Grandes lecturas de libros publicados este año por primera vez: Los estratos, de Juan Cárdenas (una novela perfecta sobre el fracaso de los sueños de modernización en el continente); The Flamethrowers, de Rachel Kushner (una gran novela política sobre el lugar de las vanguardias en el presente); Leñador, de Mike Wilson (una novela-enciclopedia radical sobre la búsqueda de la trascendencia a través del despojamiento); Técnicas de iluminación, de Eloy Tizón (este cuentista español parece saber hoy más que nadie que la forma es el fondo); Librerías, de Jorge Carrión (una inteligente crónica-ensayo sobre la historia y el presente de las librerías como “espacios rituales”, “topografías eróticas” de la ciudad que nos dan materiales para ver el mundo); Tránsitos, de Alberto Fuguet (un recorrido intenso por una forma muy personal de hacer crítica, en la que importa tanto lo que dice el libro como lo que revela de quien lo lee, con puntos altos en los textos dedicados a Bolaño, Donoso y Gustavo Escanlar); Los muertos indóciles, de Cristina Rivera Garza (un ensayo magistral sobre cómo, entre otras cosas, las tecnologías digitales permiten nuevas formas de escritura, apropiaciones de otros textos, incluso una reconfiguración de la escritura como un espacio no sólo individual sino también comunitario).
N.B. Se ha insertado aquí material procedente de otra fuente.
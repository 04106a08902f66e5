//! Template error types

use thiserror::Error;

/// Errors that can occur during template operations
#[derive(Debug, Error, Clone, PartialEq, Eq)]
pub enum TemplateError {
    /// Template text could not be parsed
    #[error("template: {template}:{line}: {message}")]
    Parse {
        /// Template name
        template: String,
        /// 1-based line of the offending action
        line: usize,
        /// What went wrong
        message: String,
    },

    /// Template parsed but could not be evaluated against the data
    #[error("template: {template}: executing at <{action}>: {message}")]
    Exec {
        /// Template name
        template: String,
        /// Source text of the failing action
        action: String,
        /// What went wrong
        message: String,
    },
}

impl TemplateError {
    /// Whether this is a parse (syntax) error
    pub fn is_parse(&self) -> bool {
        matches!(self, Self::Parse { .. })
    }
}
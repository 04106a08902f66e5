//! External CRD types consumed or produced by the LLM controller
//!
//! These are plain serde structs rather than `kube::CustomResource` derives
//! because KServe does not own their definitions.

pub mod gateway_api;
pub mod inference;
pub mod lws;

pub use gateway_api::{
    BackendRef, Gateway, GatewayListener, GatewaySpec, GatewayStatus, GatewayStatusAddress,
    HttpPathMatch, HttpRoute, HttpRouteMatch, HttpRouteRule, HttpRouteSpec, HttpRouteStatus,
    ParentRef, GATEWAY_API_GROUP,
};
pub use inference::{
    ExtensionReference, InferenceModel, InferenceModelSpec, InferencePool, InferencePoolSpec,
    PoolObjectReference, INFERENCE_API_GROUP,
};
pub use lws::{LeaderWorkerSet, LeaderWorkerSetSpec, LeaderWorkerTemplate};
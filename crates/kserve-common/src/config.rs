//! Operator configuration from the `inferenceservice-config` ConfigMap
//!
//! Each key of the ConfigMap holds a JSON document. Missing keys fall back to
//! defaults; present but malformed keys are configuration errors.

use std::collections::BTreeMap;

use async_trait::async_trait;
use k8s_openapi::api::core::v1::ConfigMap;
use kube::{Api, Client};
use serde::de::DeserializeOwned;
use serde::{Deserialize, Serialize};

use crate::{Error, Result, INFERENCE_SERVICE_CONFIG_MAP_NAME};

/// ConfigMap key holding [`IngressConfig`]
pub const INGRESS_CONFIG_KEY: &str = "ingress";
/// ConfigMap key holding [`StorageInitializerConfig`]
pub const STORAGE_INITIALIZER_CONFIG_KEY: &str = "storageInitializer";
/// ConfigMap key holding [`LocalModelConfig`]
pub const LOCAL_MODEL_CONFIG_KEY: &str = "localModel";

const DEFAULT_INGRESS_GATEWAY: &str = "kserve/kserve-ingress-gateway";
const DEFAULT_STORAGE_INITIALIZER_IMAGE: &str = "kserve/storage-initializer:latest";
const DEFAULT_LOCAL_MODEL_AGENT_IMAGE: &str = "kserve/kserve-localmodelnode-agent:latest";

/// Ingress settings
#[derive(Clone, Debug, Deserialize, Serialize, PartialEq)]
#[serde(rename_all = "camelCase")]
pub struct IngressConfig {
    /// Gateway API gateway used for managed routes, as `namespace/name`
    #[serde(default = "default_ingress_gateway")]
    pub kserve_ingress_gateway: String,
    /// Base domain for generated hostnames
    #[serde(default)]
    pub ingress_domain: String,
    /// Extra domains served alongside `ingress_domain`
    #[serde(default)]
    pub additional_ingress_domains: Vec<String>,
    /// Scheme of advertised URLs
    #[serde(default = "default_url_scheme")]
    pub url_scheme: String,
    /// Hostname template for generated routes
    #[serde(default)]
    pub domain_template: Option<String>,
    /// Path template for path-based routing
    #[serde(default)]
    pub path_template: Option<String>,
    /// Whether Gateway API resources are used for ingress
    #[serde(default, rename = "enableGatewayApi")]
    pub enable_gateway_api: bool,
}

fn default_ingress_gateway() -> String {
    DEFAULT_INGRESS_GATEWAY.to_string()
}

fn default_url_scheme() -> String {
    "http".to_string()
}

impl Default for IngressConfig {
    fn default() -> Self {
        Self {
            kserve_ingress_gateway: default_ingress_gateway(),
            ingress_domain: String::new(),
            additional_ingress_domains: Vec::new(),
            url_scheme: default_url_scheme(),
            domain_template: None,
            path_template: None,
            enable_gateway_api: false,
        }
    }
}

impl IngressConfig {
    /// Split `kserveIngressGateway` into `(namespace, name)`
    pub fn ingress_gateway(&self) -> Result<(String, String)> {
        let invalid = || {
            Error::config(format!(
                "invalid kserveIngressGateway {:?}: expected namespace/name",
                self.kserve_ingress_gateway
            ))
        };
        let (namespace, name) = self
            .kserve_ingress_gateway
            .split_once('/')
            .ok_or_else(invalid)?;
        if !is_dns1123_label(namespace) || !is_dns1123_label(name) {
            return Err(invalid());
        }
        Ok((namespace.to_string(), name.to_string()))
    }

    fn validate(&self) -> Result<()> {
        if self.path_template.as_deref().is_some_and(|p| !p.is_empty())
            && self.ingress_domain.is_empty()
        {
            return Err(Error::config(
                "ingressDomain is required if pathTemplate is given",
            ));
        }
        if self.enable_gateway_api {
            if self.kserve_ingress_gateway.is_empty() {
                return Err(Error::config(
                    "kserveIngressGateway is required when Gateway API is enabled",
                ));
            }
            self.ingress_gateway()?;
        }
        Ok(())
    }
}

/// Storage initializer settings
#[derive(Clone, Debug, Deserialize, Serialize, PartialEq)]
#[serde(rename_all = "camelCase")]
pub struct StorageInitializerConfig {
    /// Image of the model download init container
    #[serde(default = "default_storage_initializer_image")]
    pub image: String,
    /// CPU request of the init container
    #[serde(default)]
    pub cpu_request: Option<String>,
    /// CPU limit of the init container
    #[serde(default)]
    pub cpu_limit: Option<String>,
    /// Memory request of the init container
    #[serde(default)]
    pub memory_request: Option<String>,
    /// Memory limit of the init container
    #[serde(default)]
    pub memory_limit: Option<String>,
    /// Whether `oci://` model URIs are mounted as image volumes
    #[serde(default)]
    pub enable_oci_image_source: bool,
}

fn default_storage_initializer_image() -> String {
    DEFAULT_STORAGE_INITIALIZER_IMAGE.to_string()
}

impl Default for StorageInitializerConfig {
    fn default() -> Self {
        Self {
            image: default_storage_initializer_image(),
            cpu_request: None,
            cpu_limit: None,
            memory_request: None,
            memory_limit: None,
            enable_oci_image_source: false,
        }
    }
}

/// LocalModel cache settings
#[derive(Clone, Debug, Deserialize, Serialize, PartialEq)]
#[serde(rename_all = "camelCase")]
pub struct LocalModelConfig {
    /// Whether local model caching is enabled
    #[serde(default)]
    pub enabled: bool,
    /// Namespace download jobs run in
    #[serde(default)]
    pub job_namespace: String,
    /// Image of download jobs
    #[serde(default)]
    pub default_job_image: String,
    /// fsGroup of download job pods
    #[serde(default, rename = "fsGroup")]
    pub fs_group: Option<i64>,
    /// TTL of finished download jobs
    #[serde(default, rename = "jobTTLSecondsAfterFinished")]
    pub job_ttl_seconds_after_finished: Option<i32>,
    /// Node agent reconcile period
    #[serde(default)]
    pub reconcilation_frequency_in_secs: Option<i64>,
    /// Skip PV/PVC creation for node groups
    #[serde(default)]
    pub disable_volume_management: bool,
    /// Image of the node agent DaemonSet
    #[serde(default = "default_local_model_agent_image")]
    pub local_model_agent_image: String,
    /// Image pull policy of the node agent
    #[serde(default = "default_pull_policy")]
    pub local_model_agent_image_pull_policy: String,
    /// CPU request of the node agent
    #[serde(default = "default_agent_cpu_request")]
    pub local_model_agent_cpu_request: String,
    /// CPU limit of the node agent
    #[serde(default = "default_agent_cpu_limit")]
    pub local_model_agent_cpu_limit: String,
    /// Memory request of the node agent
    #[serde(default = "default_agent_memory_request")]
    pub local_model_agent_memory_request: String,
    /// Memory limit of the node agent
    #[serde(default = "default_agent_memory_limit")]
    pub local_model_agent_memory_limit: String,
}

fn default_local_model_agent_image() -> String {
    DEFAULT_LOCAL_MODEL_AGENT_IMAGE.to_string()
}

fn default_pull_policy() -> String {
    "IfNotPresent".to_string()
}

fn default_agent_cpu_request() -> String {
    "100m".to_string()
}

fn default_agent_cpu_limit() -> String {
    "100m".to_string()
}

fn default_agent_memory_request() -> String {
    "200Mi".to_string()
}

fn default_agent_memory_limit() -> String {
    "300Mi".to_string()
}

impl Default for LocalModelConfig {
    fn default() -> Self {
        Self {
            enabled: false,
            job_namespace: String::new(),
            default_job_image: String::new(),
            fs_group: None,
            job_ttl_seconds_after_finished: None,
            reconcilation_frequency_in_secs: None,
            disable_volume_management: false,
            local_model_agent_image: default_local_model_agent_image(),
            local_model_agent_image_pull_policy: default_pull_policy(),
            local_model_agent_cpu_request: default_agent_cpu_request(),
            local_model_agent_cpu_limit: default_agent_cpu_limit(),
            local_model_agent_memory_request: default_agent_memory_request(),
            local_model_agent_memory_limit: default_agent_memory_limit(),
        }
    }
}

/// All typed sections of the `inferenceservice-config` ConfigMap
#[derive(Clone, Debug, Default, PartialEq)]
pub struct InferenceServiceConfig {
    /// `ingress` key
    pub ingress: IngressConfig,
    /// `storageInitializer` key
    pub storage_initializer: StorageInitializerConfig,
    /// `localModel` key
    pub local_model: LocalModelConfig,
}

impl InferenceServiceConfig {
    /// Parse every known key of the ConfigMap
    pub fn from_config_map(cm: &ConfigMap) -> Result<Self> {
        let data = cm.data.clone().unwrap_or_default();
        Ok(Self {
            ingress: IngressConfig::from_data(&data)?,
            storage_initializer: StorageInitializerConfig::from_data(&data)?,
            local_model: LocalModelConfig::from_data(&data)?,
        })
    }
}

// =============================================================================
// ConfigMap access
// =============================================================================

/// Source of the parsed `inferenceservice-config` ConfigMap.
///
/// Webhooks and reconcilers go through this seam so tests can hand in a
/// fixed configuration.
#[async_trait]
pub trait ConfigMapReader: Send + Sync {
    /// Load and parse the operator ConfigMap
    async fn inference_service_config(&self) -> Result<InferenceServiceConfig>;
}

/// Reads the ConfigMap from the KServe namespace on every call
pub struct KubeConfigMapReader {
    client: Client,
    namespace: String,
}

impl KubeConfigMapReader {
    /// Reader for `inferenceservice-config` in `namespace`
    pub fn new(client: Client, namespace: impl Into<String>) -> Self {
        Self {
            client,
            namespace: namespace.into(),
        }
    }
}

#[async_trait]
impl ConfigMapReader for KubeConfigMapReader {
    async fn inference_service_config(&self) -> Result<InferenceServiceConfig> {
        let api: Api<ConfigMap> = Api::namespaced(self.client.clone(), &self.namespace);
        let cm = api.get(INFERENCE_SERVICE_CONFIG_MAP_NAME).await?;
        InferenceServiceConfig::from_config_map(&cm)
    }
}

impl IngressConfig {
    /// Parse the `ingress` key
    pub fn from_data(data: &BTreeMap<String, String>) -> Result<Self> {
        let cfg: Self = parse_key(data, INGRESS_CONFIG_KEY)?;
        cfg.validate()?;
        Ok(cfg)
    }
}

impl StorageInitializerConfig {
    /// Parse the `storageInitializer` key
    pub fn from_data(data: &BTreeMap<String, String>) -> Result<Self> {
        parse_key(data, STORAGE_INITIALIZER_CONFIG_KEY)
    }
}

impl LocalModelConfig {
    /// Parse the `localModel` key
    pub fn from_data(data: &BTreeMap<String, String>) -> Result<Self> {
        parse_key(data, LOCAL_MODEL_CONFIG_KEY)
    }

    /// Parse the `localModel` key of a ConfigMap
    pub fn from_config_map(cm: &ConfigMap) -> Result<Self> {
        Self::from_data(&cm.data.clone().unwrap_or_default())
    }
}

fn parse_key<T: DeserializeOwned + Default>(data: &BTreeMap<String, String>, key: &str) -> Result<T> {
    match data.get(key) {
        Some(raw) if !raw.trim().is_empty() => serde_json::from_str(raw).map_err(|e| {
            Error::config(format!("unable to parse {key} config json: {e}"))
        }),
        _ => Ok(T::default()),
    }
}

fn is_dns1123_label(s: &str) -> bool {
    !s.is_empty()
        && s.len() <= 63
        && s
            .chars()
            .all(|c| c.is_ascii_lowercase() || c.is_ascii_digit() || c == '-')
        && !s.starts_with('-')
        && !s.ends_with('-')
}

#[cfg(test)]
mod tests {
    use super::*;

    fn data(pairs: &[(&str, &str)]) -> BTreeMap<String, String> {
        pairs
            .iter()
            .map(|(k, v)| (k.to_string(), v.to_string()))
            .collect()
    }

    #[test]
    fn missing_keys_use_defaults() {
        let cfg = InferenceServiceConfig::from_config_map(&ConfigMap::default()).unwrap();
        assert_eq!(cfg, InferenceServiceConfig::default());
        assert!(!cfg.local_model.enabled);
        assert!(cfg.local_model.job_namespace.is_empty());
        assert_eq!(cfg.ingress.url_scheme, "http");
    }

    #[test]
    fn local_model_fields_parse() {
        let cfg = LocalModelConfig::from_data(&data(&[(
            LOCAL_MODEL_CONFIG_KEY,
            r#"{
                "enabled": true,
                "jobNamespace": "test-ns",
                "defaultJobImage": "test-image",
                "fsGroup": 1000,
                "jobTTLSecondsAfterFinished": 3600,
                "reconcilationFrequencyInSecs": 60,
                "disableVolumeManagement": true,
                "localModelAgentImage": "agent:v1"
            }"#,
        )]))
        .unwrap();
        assert!(cfg.enabled);
        assert_eq!(cfg.job_namespace, "test-ns");
        assert_eq!(cfg.fs_group, Some(1000));
        assert_eq!(cfg.job_ttl_seconds_after_finished, Some(3600));
        assert_eq!(cfg.reconcilation_frequency_in_secs, Some(60));
        assert!(cfg.disable_volume_management);
        assert_eq!(cfg.local_model_agent_image, "agent:v1");
        assert_eq!(cfg.local_model_agent_memory_limit, "300Mi");
    }

    #[test]
    fn malformed_json_is_a_config_error() {
        let err = LocalModelConfig::from_data(&data(&[(LOCAL_MODEL_CONFIG_KEY, "invalid-json")]))
            .unwrap_err();
        assert!(err.to_string().contains("unable to parse localModel config json"));
    }

    #[test]
    fn ingress_gateway_splits_namespace_and_name() {
        let cfg = IngressConfig::from_data(&data(&[(
            INGRESS_CONFIG_KEY,
            r#"{"kserveIngressGateway": "kserve/kserve-ingress-gateway", "ingressDomain": "example.com", "urlScheme": "https"}"#,
        )]))
        .unwrap();
        assert_eq!(
            cfg.ingress_gateway().unwrap(),
            ("kserve".to_string(), "kserve-ingress-gateway".to_string())
        );
        assert_eq!(cfg.url_scheme, "https");
    }

    #[test]
    fn ingress_gateway_format_is_checked() {
        for bad in ["invalid-format", "invalid_namespace/gw", "kserve/invalid_name"] {
            let cfg = IngressConfig {
                kserve_ingress_gateway: bad.to_string(),
                ..Default::default()
            };
            assert!(cfg.ingress_gateway().is_err(), "{bad} should be rejected");
        }
    }

    #[test]
    fn path_template_requires_domain() {
        let err = IngressConfig::from_data(&data(&[(
            INGRESS_CONFIG_KEY,
            r#"{"pathTemplate": "/serving/{{ .Namespace }}/{{ .Name }}"}"#,
        )]))
        .unwrap_err();
        assert!(err
            .to_string()
            .contains("ingressDomain is required if pathTemplate is given"));
    }

    #[test]
    fn storage_initializer_oci_flag() {
        let cfg = StorageInitializerConfig::from_data(&data(&[(
            STORAGE_INITIALIZER_CONFIG_KEY,
            r#"{"image": "si:v1", "enableOciImageSource": true}"#,
        )]))
        .unwrap();
        assert_eq!(cfg.image, "si:v1");
        assert!(cfg.enable_oci_image_source);
    }
}
// =============================================================================
// Reconcile
// =============================================================================

/// Reconcile an LLMInferenceService
#[instrument(skip(svc, ctx), fields(name = %svc.name_any(), namespace = ?svc.namespace()))]
pub async fn reconcile(svc: Arc<LLMInferenceService>, ctx: Arc<LlmContext>) -> Result<Action> {
    let name = svc.name_any();
    let Some(namespace) = svc.namespace() else {
        return Err(Error::validation_for(
            &name,
            "LLMInferenceService must be namespaced",
        ));
    };

    if svc.metadata.deletion_timestamp.is_some() {
        debug!("service is being deleted, children are garbage collected");
        return Ok(Action::await_change());
    }

    let config = ctx.config_map.inference_service_config().await?;
    let global = GlobalConfig::from_ingress(&config.ingress, ctx.system_namespace.as_str())?;

    let mut status = svc.status.clone().unwrap_or_default();
    status.observed_generation = svc.metadata.generation;

    let merged = match combine_base_refs_config(ctx.configs.as_ref(), &svc, &global).await {
        Ok(merged) => merged,
        Err(e) => {
            warn!(error = %e, "failed to combine base configurations");
            let message = e.to_string();
            set_condition(
                &mut status.conditions,
                Condition::new(PRESETS_COMBINED, ConditionStatus::False, "CombineBaseError", &message),
            );
            set_condition(
                &mut status.conditions,
                Condition::new(READY, ConditionStatus::False, "CombineBaseError", &message),
            );
            update_status(&svc, &ctx, &name, &namespace, status).await?;
            return Err(e);
        }
    };
    set_condition(
        &mut status.conditions,
        Condition::new(PRESETS_COMBINED, ConditionStatus::True, "", ""),
    );
    let spec = merged.spec.service;

    let plan = plan_children(&svc, &spec, &config.storage_initializer, &global)?;
    info!(
        apply = plan.apply.len(),
        delete = plan.delete.len(),
        "reconciling children"
    );
    ctx.kube.apply_children(&namespace, &plan.apply).await?;
    let uid = svc.uid().unwrap_or_default();
    ctx.kube
        .delete_children(&namespace, &uid, &plan.delete)
        .await?;

    let workload = workload_readiness(ctx.kube.as_ref(), &namespace, &plan.workloads).await?;
    let (router, urls) = router_readiness(&ctx, &namespace, &plan).await?;

    set_readiness_condition(&mut status, WORKLOAD_READY, &workload);
    set_readiness_condition(&mut status, ROUTER_READY, &router);
    let ready = workload.is_ready() && router.is_ready();
    let overall = if ready {
        Readiness::Ready
    } else if !workload.is_ready() {
        workload
    } else {
        router
    };
    set_readiness_condition(&mut status, READY, &overall);

    status.url = primary_url(&urls);
    status.addresses = urls
        .iter()
        .map(|u| Addressable {
            name: None,
            url: Some(u.to_string()),
        })
        .collect();

    update_status(&svc, &ctx, &name, &namespace, status).await?;

    if ready {
        info!("service is ready");
        Ok(Action::requeue(READY_REQUEUE))
    } else {
        debug!("service is progressing");
        Ok(Action::requeue(PROGRESSING_REQUEUE))
    }
}

/// Error policy for the LLMInferenceService controller
pub fn error_policy(svc: Arc<LLMInferenceService>, error: &Error, _ctx: Arc<LlmContext>) -> Action {
    error!(
        ?error,
        name = %svc.name_any(),
        retryable = error.is_retryable(),
        "reconciliation failed"
    );

    if error.is_retryable() {
        Action::requeue(Duration::from_secs(30))
    } else {
        // Spec errors need a user change to resolve
        Action::await_change()
    }
}

/// First not-ready workload wins; no workloads at all counts as ready
async fn workload_readiness(
    kube: &dyn LlmKubeClient,
    namespace: &str,
    workloads: &[WorkloadRef],
) -> Result<Readiness> {
    for workload in workloads {
        let readiness = match workload {
            WorkloadRef::Deployment(name) => kube
                .get_deployment(name, namespace)
                .await?
                .map(|d| deployment_readiness(&d)),
            WorkloadRef::LeaderWorkerSet(name) => kube
                .get_leader_worker_set(name, namespace)
                .await?
                .map(|lws| leader_worker_set_readiness(&lws)),
        }
        .unwrap_or(Readiness::Progressing);

        if !readiness.is_ready() {
            return Ok(readiness);
        }
    }
    Ok(Readiness::Ready)
}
Mención aparte a Locke and Key, de Joe Hill, con ilustraciones de Gabriel Rodríguez: esta novela gráfica con la historia de los hermanos Locke, recién concluida después de seis años de duración, es uno de los grandes triunfos del horror contemporáneo.

Termino este recuento incompleto con 98 segundos sin sombra, de Giovanna Rivero, que acabo de leer en manuscrito. Escrita con una prosa llena de latigazos chispeantes, la novela narra la educación sentimental de una adolescente en una provincia boliviana en los años ochenta, entre profetas de cultos gnósticos, el avance del narcotráfico, la “ciencia” de divulgación popular de la revista Dudas y las amigas que sueñan con Madonna. Será publicada por Caballo de Troya en marzo, pero es ya uno de mis títulos de este año.